TASK BRIEF:
Write only the number of lines in the entries below that contain the word "Thursday".

(Saved entries)
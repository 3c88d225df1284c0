use crate::scheduler::SchedError;
use chrono::Weekday;
#[cfg(feature = "serde")]
use serde::{Deserialize, Serialize};
use std::collections::BTreeMap;
use std::fmt;
use std::str::FromStr;
use thiserror::Error;

/// Jeton jour/créneau invalide, rejeté à la frontière d'entrée.
#[derive(Error, Debug, Clone, PartialEq, Eq)]
#[error("invalid {kind}: {value}")]
pub struct ParseEnumError {
    pub kind: &'static str,
    pub value: String,
}

/// Jour de la semaine (lundi en premier).
#[derive(Debug, Clone, Copy, PartialEq, Eq, PartialOrd, Ord, Hash)]
#[cfg_attr(feature = "serde", derive(Serialize, Deserialize))]
#[cfg_attr(feature = "serde", serde(rename_all = "lowercase"))]
pub enum Day {
    Monday,
    Tuesday,
    Wednesday,
    Thursday,
    Friday,
    Saturday,
    Sunday,
}

impl Day {
    pub const ALL: [Day; 7] = [
        Day::Monday,
        Day::Tuesday,
        Day::Wednesday,
        Day::Thursday,
        Day::Friday,
        Day::Saturday,
        Day::Sunday,
    ];

    pub fn index(self) -> usize {
        self as usize
    }

    /// Libellé en majuscules (`MONDAY`), utilisé par les rendus texte.
    pub fn label(self) -> &'static str {
        match self {
            Day::Monday => "MONDAY",
            Day::Tuesday => "TUESDAY",
            Day::Wednesday => "WEDNESDAY",
            Day::Thursday => "THURSDAY",
            Day::Friday => "FRIDAY",
            Day::Saturday => "SATURDAY",
            Day::Sunday => "SUNDAY",
        }
    }

    pub fn display_name(self) -> &'static str {
        match self {
            Day::Monday => "Monday",
            Day::Tuesday => "Tuesday",
            Day::Wednesday => "Wednesday",
            Day::Thursday => "Thursday",
            Day::Friday => "Friday",
            Day::Saturday => "Saturday",
            Day::Sunday => "Sunday",
        }
    }
}

impl fmt::Display for Day {
    fn fmt(&self, f: &mut fmt::Formatter<'_>) -> fmt::Result {
        f.write_str(self.display_name())
    }
}

impl FromStr for Day {
    type Err = ParseEnumError;

    /// Jetons de `chrono::Weekday` : nom complet ou abréviation, casse ignorée.
    fn from_str(s: &str) -> Result<Self, Self::Err> {
        s.trim()
            .parse::<Weekday>()
            .map(Day::from)
            .map_err(|_| ParseEnumError {
                kind: "day",
                value: s.to_string(),
            })
    }
}

impl From<Weekday> for Day {
    fn from(weekday: Weekday) -> Self {
        Day::ALL[weekday.num_days_from_monday() as usize]
    }
}

/// Créneau de la journée.
#[derive(Debug, Clone, Copy, PartialEq, Eq, PartialOrd, Ord, Hash)]
#[cfg_attr(feature = "serde", derive(Serialize, Deserialize))]
#[cfg_attr(feature = "serde", serde(rename_all = "lowercase"))]
pub enum Shift {
    Morning,
    Afternoon,
    Evening,
}

impl Shift {
    pub const ALL: [Shift; 3] = [Shift::Morning, Shift::Afternoon, Shift::Evening];

    pub fn index(self) -> usize {
        self as usize
    }

    pub fn display_name(self) -> &'static str {
        match self {
            Shift::Morning => "Morning",
            Shift::Afternoon => "Afternoon",
            Shift::Evening => "Evening",
        }
    }
}

impl fmt::Display for Shift {
    fn fmt(&self, f: &mut fmt::Formatter<'_>) -> fmt::Result {
        f.write_str(self.display_name())
    }
}

impl FromStr for Shift {
    type Err = ParseEnumError;

    fn from_str(s: &str) -> Result<Self, Self::Err> {
        let token = s.trim();
        Shift::ALL
            .into_iter()
            .find(|sh| sh.display_name().eq_ignore_ascii_case(token))
            .ok_or_else(|| ParseEnumError {
                kind: "shift",
                value: s.to_string(),
            })
    }
}

/// Identifiant d'un employé : sa position dans le roster.
#[derive(Debug, Clone, Copy, PartialEq, Eq, PartialOrd, Ord, Hash)]
pub struct WorkerId(usize);

impl WorkerId {
    pub fn index(self) -> usize {
        self.0
    }
}

/// Employé et son état d'affectation pour la semaine courante.
#[derive(Debug, Clone, PartialEq, Eq)]
pub struct Worker {
    name: String,
    preferences: BTreeMap<Day, Shift>,
    assigned_shifts: BTreeMap<Day, Shift>,
}

impl Worker {
    fn new(name: String, preferences: BTreeMap<Day, Shift>) -> Self {
        Self {
            name,
            preferences,
            assigned_shifts: BTreeMap::new(),
        }
    }

    pub fn name(&self) -> &str {
        &self.name
    }
    pub fn preferences(&self) -> &BTreeMap<Day, Shift> {
        &self.preferences
    }
    pub fn preference(&self, day: Day) -> Option<Shift> {
        self.preferences.get(&day).copied()
    }
    pub fn assigned_shifts(&self) -> &BTreeMap<Day, Shift> {
        &self.assigned_shifts
    }
    pub fn assigned(&self, day: Day) -> Option<Shift> {
        self.assigned_shifts.get(&day).copied()
    }

    pub fn days_worked(&self) -> usize {
        self.assigned_shifts.len()
    }

    pub fn prefers(&self, day: Day, shift: Shift) -> bool {
        self.preference(day) == Some(shift)
    }

    /// Libre ce jour-là et sous le plafond hebdomadaire.
    pub fn is_available(&self, day: Day, max_days: usize) -> bool {
        !self.assigned_shifts.contains_key(&day) && self.days_worked() < max_days
    }

    pub(crate) fn assign(&mut self, day: Day, shift: Shift, max_days: usize) -> bool {
        if !self.is_available(day, max_days) {
            return false;
        }
        self.assigned_shifts.insert(day, shift);
        true
    }

    pub(crate) fn clear_assignments(&mut self) {
        self.assigned_shifts.clear();
    }
}

/// Enregistrement produit par la saisie (nom + préférences validées).
#[derive(Debug, Clone, PartialEq, Eq, Default)]
#[cfg_attr(feature = "serde", derive(Serialize, Deserialize))]
pub struct WorkerRecord {
    pub name: String,
    #[cfg_attr(feature = "serde", serde(default))]
    pub preferences: BTreeMap<Day, Shift>,
}

impl WorkerRecord {
    pub fn new<N: Into<String>>(name: N) -> Self {
        Self {
            name: name.into(),
            preferences: BTreeMap::new(),
        }
    }

    pub fn prefer(mut self, day: Day, shift: Shift) -> Self {
        self.preferences.insert(day, shift);
        self
    }
}

/// Roster : employés dans l'ordre d'enregistrement (ordre de départage).
#[derive(Debug, Clone, Default, PartialEq, Eq)]
pub struct Roster {
    workers: Vec<Worker>,
}

impl Roster {
    pub fn new() -> Self {
        Self::default()
    }

    /// Ajoute un employé ; refuse un nom déjà présent (casse ignorée).
    pub fn add_worker<N, P>(&mut self, name: N, preferences: P) -> Result<WorkerId, SchedError>
    where
        N: Into<String>,
        P: IntoIterator<Item = (Day, Shift)>,
    {
        let name = name.into();
        if self.find_by_name(&name).is_some() {
            return Err(SchedError::DuplicateName(name));
        }
        let id = WorkerId(self.workers.len());
        self.workers
            .push(Worker::new(name, preferences.into_iter().collect()));
        Ok(id)
    }

    /// Dernière écriture gagnante pour un même jour.
    pub fn add_preference(&mut self, id: WorkerId, day: Day, shift: Shift) -> Result<(), SchedError> {
        let worker = self
            .workers
            .get_mut(id.0)
            .ok_or(SchedError::UnknownWorker(id.0))?;
        worker.preferences.insert(day, shift);
        Ok(())
    }

    pub fn len(&self) -> usize {
        self.workers.len()
    }
    pub fn is_empty(&self) -> bool {
        self.workers.is_empty()
    }

    pub fn get(&self, id: WorkerId) -> Option<&Worker> {
        self.workers.get(id.0)
    }

    pub fn find_by_name(&self, name: &str) -> Option<WorkerId> {
        let wanted = name.to_lowercase();
        self.workers
            .iter()
            .position(|w| w.name.to_lowercase() == wanted)
            .map(WorkerId)
    }

    pub fn iter(&self) -> impl Iterator<Item = (WorkerId, &Worker)> + '_ {
        self.workers
            .iter()
            .enumerate()
            .map(|(idx, w)| (WorkerId(idx), w))
    }

    pub fn workers(&self) -> &[Worker] {
        &self.workers
    }

    pub(crate) fn worker_mut(&mut self, id: WorkerId) -> Option<&mut Worker> {
        self.workers.get_mut(id.0)
    }

    pub(crate) fn clear_assignments(&mut self) {
        for worker in &mut self.workers {
            worker.clear_assignments();
        }
    }
}

/// Grille hebdomadaire : jour → créneau → employés dans l'ordre d'affectation.
#[derive(Debug, Clone, Default, PartialEq, Eq)]
pub struct Schedule {
    cells: [[Vec<WorkerId>; 3]; 7],
}

impl Schedule {
    pub fn new() -> Self {
        Self::default()
    }

    pub fn cell(&self, day: Day, shift: Shift) -> &[WorkerId] {
        &self.cells[day.index()][shift.index()]
    }

    /// Parcourt les 21 cases dans l'ordre lundi matin → dimanche soir.
    pub fn iter(&self) -> impl Iterator<Item = (Day, Shift, &[WorkerId])> + '_ {
        Day::ALL.into_iter().flat_map(move |day| {
            Shift::ALL
                .into_iter()
                .map(move |shift| (day, shift, self.cell(day, shift)))
        })
    }

    pub fn names<'a>(&self, roster: &'a Roster, day: Day, shift: Shift) -> Vec<&'a str> {
        self.cell(day, shift)
            .iter()
            .filter_map(|id| roster.get(*id))
            .map(Worker::name)
            .collect()
    }

    pub fn total_assignments(&self) -> usize {
        self.iter().map(|(_, _, ids)| ids.len()).sum()
    }

    pub fn is_empty(&self) -> bool {
        self.total_assignments() == 0
    }

    pub(crate) fn push(&mut self, day: Day, shift: Shift, id: WorkerId) {
        self.cells[day.index()][shift.index()].push(id);
    }
}

#[cfg(test)]
mod tests {
    use super::*;

    #[test]
    fn parses_tokens_case_insensitively() {
        assert_eq!("morning".parse::<Shift>().unwrap(), Shift::Morning);
        assert_eq!(" EVENING ".parse::<Shift>().unwrap(), Shift::Evening);
        assert_eq!("Wed".parse::<Day>().unwrap(), Day::Wednesday);
        assert_eq!("SUNDAY".parse::<Day>().unwrap(), Day::Sunday);

        let err = "night".parse::<Shift>().unwrap_err();
        assert_eq!(err.to_string(), "invalid shift: night");
        assert!("funday".parse::<Day>().is_err());
    }

    #[test]
    fn day_from_weekday_keeps_monday_first() {
        assert_eq!(Day::from(Weekday::Mon), Day::Monday);
        assert_eq!(Day::from(Weekday::Sun), Day::Sunday);
        assert_eq!("tue".parse::<Day>().unwrap(), Day::Tuesday);
        assert_eq!("Saturday".parse::<Day>().unwrap(), Day::Saturday);
    }

    #[test]
    fn duplicate_names_ignore_case() {
        let mut roster = Roster::new();
        roster.add_worker("Alice", []).unwrap();
        let err = roster.add_worker("aLiCe", []).unwrap_err();
        assert!(matches!(err, SchedError::DuplicateName(ref n) if n == "aLiCe"));
        assert_eq!(roster.len(), 1);
    }

    #[test]
    fn last_preference_wins() {
        let mut roster = Roster::new();
        let id = roster
            .add_worker("bob", [(Day::Monday, Shift::Morning)])
            .unwrap();
        roster.add_preference(id, Day::Monday, Shift::Evening).unwrap();
        let bob = roster.get(id).unwrap();
        assert_eq!(bob.preference(Day::Monday), Some(Shift::Evening));
        assert_eq!(bob.preferences().len(), 1);

        let missing = WorkerId(7);
        assert!(matches!(
            roster.add_preference(missing, Day::Monday, Shift::Morning),
            Err(SchedError::UnknownWorker(7))
        ));
    }

    #[test]
    fn worker_refuses_second_shift_same_day_and_sixth_day() {
        let mut roster = Roster::new();
        let id = roster.add_worker("carol", []).unwrap();
        let worker = roster.worker_mut(id).unwrap();
        assert!(worker.assign(Day::Monday, Shift::Morning, 5));
        assert!(!worker.assign(Day::Monday, Shift::Evening, 5));
        for day in &Day::ALL[1..5] {
            assert!(worker.assign(*day, Shift::Afternoon, 5));
        }
        assert_eq!(worker.days_worked(), 5);
        assert!(!worker.assign(Day::Saturday, Shift::Morning, 5));
        assert_eq!(worker.assigned(Day::Monday), Some(Shift::Morning));
    }

    #[test]
    fn iteration_keeps_registration_order() {
        let mut roster = Roster::new();
        for name in ["zoe", "adam", "mia"] {
            roster.add_worker(name, []).unwrap();
        }
        let names: Vec<&str> = roster.iter().map(|(_, w)| w.name()).collect();
        assert_eq!(names, ["zoe", "adam", "mia"]);
        assert_eq!(roster.find_by_name("ADAM"), Some(WorkerId(1)));
    }
}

ANSWER SPACE:
4